● **What to produce**:
Output the line with "let queue = queue.clone();" and every following line to the end of the material, exactly as they appear.
=== Begin Enclosure ===
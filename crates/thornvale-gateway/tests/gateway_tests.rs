//! Tests for thornvale-gateway: ingestion, reply routing, generation handler

use async_trait::async_trait;
use std::sync::{Arc, Mutex};
use std::time::Duration;
use thornvale_core::{AiJob, AiRequest, AiResponse, Priority, Result};
use thornvale_gateway::*;
use thornvale_llm::{GenerateError, GenerateResult, TextGenerator};
use thornvale_pipeline::{DegradationController, JobHandler};
use tokio::sync::mpsc;
use tokio_util::sync::CancellationToken;

// ===========================================================================
// Mock transport
// ===========================================================================

struct ScriptedSubscriber {
    messages: Mutex<Option<Vec<TransportMessage>>>,
}

impl ScriptedSubscriber {
    fn new(messages: Vec<TransportMessage>) -> Arc<Self> {
        Arc::new(Self {
            messages: Mutex::new(Some(messages)),
        })
    }
}

#[async_trait]
impl Subscriber for ScriptedSubscriber {
    async fn subscribe(&self, _pattern: &str) -> Result<MessageStream> {
        let messages = self.messages.lock().unwrap().take().unwrap_or_default();
        Ok(Box::pin(futures::stream::iter(messages)))
    }
}

#[derive(Default)]
struct CapturingPublisher {
    published: Mutex<Vec<(String, Vec<u8>)>>,
}

#[async_trait]
impl Publisher for CapturingPublisher {
    async fn publish(&self, subject: &str, payload: Vec<u8>) -> Result<()> {
        self.published
            .lock()
            .unwrap()
            .push((subject.to_string(), payload));
        Ok(())
    }
}

fn request_message(subject: &str, payload: &str, reply: Option<&str>) -> TransportMessage {
    TransportMessage {
        subject: subject.to_string(),
        payload: payload.as_bytes().to_vec(),
        reply: reply.map(String::from),
    }
}

async fn drain_gateway(
    messages: Vec<TransportMessage>,
    capacity: usize,
) -> Vec<AiJob> {
    let subscriber = ScriptedSubscriber::new(messages);
    let (tx, mut rx) = mpsc::channel(capacity);
    let gateway = Gateway::new(subscriber, tx);
    gateway.run(CancellationToken::new()).await.unwrap();

    let mut jobs = Vec::new();
    while let Ok(job) = rx.try_recv() {
        jobs.push(job);
    }
    jobs
}

// ===========================================================================
// Reply routing
// ===========================================================================

#[tokio::test]
async fn transport_reply_wins_over_payload_id() {
    let jobs = drain_gateway(
        vec![request_message(
            "ai.request.npc-7",
            r#"{"id":"npc-7","prompt":"say hi","model":"mistral"}"#,
            Some("custom.reply.subject"),
        )],
        8,
    )
    .await;

    assert_eq!(jobs.len(), 1);
    assert_eq!(jobs[0].reply, "custom.reply.subject");
    assert_eq!(jobs[0].priority, Priority::Normal);
}

#[tokio::test]
async fn payload_id_builds_the_reply_subject() {
    let jobs = drain_gateway(
        vec![request_message(
            "ai.request.npc-7",
            r#"{"id":"npc-7","prompt":"say hi","model":"mistral"}"#,
            None,
        )],
        8,
    )
    .await;

    assert_eq!(jobs[0].reply, "ai.response.npc-7");
}

#[tokio::test]
async fn missing_id_falls_back_to_subject_segment() {
    let jobs = drain_gateway(
        vec![request_message(
            "ai.request.guard-42",
            r#"{"prompt":"halt"}"#,
            None,
        )],
        8,
    )
    .await;

    assert_eq!(jobs[0].request.id, "guard-42");
    assert_eq!(jobs[0].reply, "ai.response.guard-42");
}

// ===========================================================================
// Malformed and overflow handling
// ===========================================================================

#[tokio::test]
async fn malformed_json_is_discarded() {
    let jobs = drain_gateway(
        vec![
            request_message("ai.request.a", "not json at all", None),
            request_message("ai.request.b", r#"{"prompt":"ok"}"#, None),
        ],
        8,
    )
    .await;

    assert_eq!(jobs.len(), 1);
    assert_eq!(jobs[0].request.id, "b");
}

#[tokio::test]
async fn ingress_overflow_drops_newest() {
    let messages: Vec<TransportMessage> = (0..5)
        .map(|i| {
            request_message(
                &format!("ai.request.{i}"),
                &format!(r#"{{"prompt":"p{i}"}}"#),
                None,
            )
        })
        .collect();

    let jobs = drain_gateway(messages, 2).await;
    assert_eq!(jobs.len(), 2);
    assert_eq!(jobs[0].request.id, "0");
    assert_eq!(jobs[1].request.id, "1");
}

// ===========================================================================
// Generation handler
// ===========================================================================

struct StaticGenerator {
    reply: GenerateResult<String>,
}

#[async_trait]
impl TextGenerator for StaticGenerator {
    fn name(&self) -> &str {
        "static"
    }

    async fn generate(&self, _model: &str, _prompt: &str) -> GenerateResult<String> {
        match &self.reply {
            Ok(s) => Ok(s.clone()),
            Err(_) => Err(GenerateError::Upstream {
                status: 502,
                body: "bad gateway".into(),
            }),
        }
    }
}

fn job(id: &str) -> AiJob {
    AiJob::new(
        AiRequest {
            id: id.into(),
            prompt: "describe the gate".into(),
            model: String::new(),
        },
        format!("ai.response.{id}"),
        Priority::Normal,
    )
}

#[tokio::test]
async fn handler_publishes_sanitized_success() {
    let publisher = Arc::new(CapturingPublisher::default());
    let handler = GenerationHandler::new(
        Arc::new(StaticGenerator {
            reply: Ok("\"The gate stands open.\"".into()),
        }),
        publisher.clone(),
        Arc::new(DegradationController::default()),
        "mistral",
    );

    handler.handle(job("r1")).await;

    let published = publisher.published.lock().unwrap();
    assert_eq!(published.len(), 1);
    assert_eq!(published[0].0, "ai.response.r1");
    let response: AiResponse = serde_json::from_slice(&published[0].1).unwrap();
    assert_eq!(response.response, "The gate stands open.");
    assert!(response.error.is_none());
}

#[tokio::test]
async fn handler_answers_with_template_and_error_on_upstream_failure() {
    let publisher = Arc::new(CapturingPublisher::default());
    let degradation = Arc::new(DegradationController::default());
    let handler = GenerationHandler::new(
        Arc::new(StaticGenerator {
            reply: Err(GenerateError::Decode(String::new())),
        }),
        publisher.clone(),
        degradation.clone(),
        "mistral",
    );

    handler.handle(job("r2")).await;

    let published = publisher.published.lock().unwrap();
    let response: AiResponse = serde_json::from_slice(&published[0].1).unwrap();
    assert!(response.error.is_some());
    assert!(!response.response.is_empty());
}

#[tokio::test]
async fn degraded_handler_skips_the_llm() {
    let publisher = Arc::new(CapturingPublisher::default());
    let degradation = Arc::new(DegradationController::default());
    for _ in 0..5 {
        degradation.record_failure();
    }
    degradation.reevaluate();

    let handler = GenerationHandler::new(
        Arc::new(StaticGenerator {
            reply: Ok("should never be generated".into()),
        }),
        publisher.clone(),
        degradation,
        "mistral",
    );

    handler.handle(job("r3")).await;

    let published = publisher.published.lock().unwrap();
    let response: AiResponse = serde_json::from_slice(&published[0].1).unwrap();
    assert!(response.error.is_none());
    assert_ne!(response.response, "should never be generated");
}

// ===========================================================================
// End-to-end: gateway -> forwarder -> queue
// ===========================================================================

#[tokio::test]
async fn accepted_requests_reach_the_priority_queue() {
    let subscriber = ScriptedSubscriber::new(vec![request_message(
        "ai.request.x",
        r#"{"prompt":"hello"}"#,
        None,
    )]);
    let (tx, rx) = mpsc::channel(INGRESS_CAPACITY);
    let gateway = Gateway::new(subscriber, tx);
    gateway.run(CancellationToken::new()).await.unwrap();

    let queue = Arc::new(thornvale_pipeline::RequestQueue::new(8));
    let quit = CancellationToken::new();
    let forwarder = tokio::spawn({
        let queue = queue.clone();
        let quit = quit.clone();
        async move { run_ingress_forwarder(rx, queue, quit).await }
    });

    tokio::time::sleep(Duration::from_millis(50)).await;
    let fetched = queue.fetch().expect("job should have been forwarded");
    assert_eq!(fetched.request.id, "x");

    quit.cancel();
    forwarder.await.unwrap();
}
=== End Enclosure ===
● **Written response**:
        let queue = queue.clone();
        let quit = quit.clone();
        async move { run_ingress_forwarder(rx, queue, quit).await }
    });

    tokio::time::sleep(Duration::from_millis(50)).await;
    let fetched = queue.fetch().expect("job should have been forwarded");
    assert_eq!(fetched.request.id, "x");

    quit.cancel();
    forwarder.await.unwrap();
}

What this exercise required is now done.